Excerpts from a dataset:
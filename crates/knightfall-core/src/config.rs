//! Configuration loading and typed config structures for Knightfall.
//!
//! The canonical configuration lives in `knightfall-config.yaml` next to
//! the binary. This module defines strongly-typed structs that mirror the
//! YAML structure and provides a loader that reads and validates the file.
//! Every field has a default so a missing file means a playable round.

use std::path::Path;

use serde::Deserialize;

/// Errors that can occur when loading configuration.
#[derive(Debug, thiserror::Error)]
pub enum ConfigError {
    /// Failed to read the configuration file from disk.
    #[error("failed to read config file: {source}")]
    Io {
        /// The underlying I/O error.
        #[from]
        source: std::io::Error,
    },

    /// Failed to parse YAML content.
    #[error("failed to parse config YAML: {source}")]
    Yaml {
        /// The underlying YAML parse error.
        source: serde_yml::Error,
    },
}

impl From<serde_yml::Error> for ConfigError {
    fn from(source: serde_yml::Error) -> Self {
        Self::Yaml { source }
    }
}

/// Top-level game configuration.
///
/// Mirrors the structure of `knightfall-config.yaml`.
#[derive(Debug, Clone, Default, PartialEq, Deserialize)]
pub struct GameConfig {
    /// Round-level settings (seed, speed).
    #[serde(default)]
    pub round: RoundConfig,

    /// Logging configuration.
    #[serde(default)]
    pub logging: LoggingConfig,
}

impl GameConfig {
    /// Load configuration from a YAML file at the given path.
    ///
    /// # Errors
    ///
    /// Returns [`ConfigError::Io`] if the file cannot be read, or
    /// [`ConfigError::Yaml`] if the content is not valid YAML.
    pub fn from_file(path: &Path) -> Result<Self, ConfigError> {
        let contents = std::fs::read_to_string(path)?;
        let config: Self = serde_yml::from_str(&contents)?;
        Ok(config)
    }

    /// Parse configuration from a YAML string.
    ///
    /// # Errors
    ///
    /// Returns [`ConfigError::Yaml`] if the string is not valid YAML.
    pub fn parse(yaml: &str) -> Result<Self, ConfigError> {
        let config: Self = serde_yml::from_str(yaml)?;
        Ok(config)
    }
}

/// Round-level configuration.
#[derive(Debug, Clone, PartialEq, Deserialize)]
pub struct RoundConfig {
    /// Random seed for reproducible rounds. 0 means seed from entropy.
    #[serde(default)]
    pub seed: u64,

    /// Scalar compressing all tick intervals and derived delays.
    /// The base cadence is one tick per second.
    #[serde(default = "default_speed_multiplier")]
    pub speed_multiplier: f64,
}

impl Default for RoundConfig {
    fn default() -> Self {
        Self {
            seed: 0,
            speed_multiplier: default_speed_multiplier(),
        }
    }
}

/// Logging configuration.
#[derive(Debug, Clone, PartialEq, Eq, Deserialize)]
pub struct LoggingConfig {
    /// Default tracing filter directive (overridden by `RUST_LOG`).
    #[serde(default = "default_log_level")]
    pub level: String,
}

impl Default for LoggingConfig {
    fn default() -> Self {
        Self {
            level: default_log_level(),
        }
    }
}

/// Default speed multiplier (real-time: one tick per second).
const fn default_speed_multiplier() -> f64 {
    1.0
}

/// Default tracing filter.
fn default_log_level() -> String {
    String::from("info")
}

_TASK DESCRIPTION_. Using the entries, return every line where the word "Returns" can be found.

_WRITTEN REPLY_.
    /// Returns [`ConfigError::Io`] if the file cannot be read, or
    /// Returns [`ConfigError::Yaml`] if the string is not valid YAML.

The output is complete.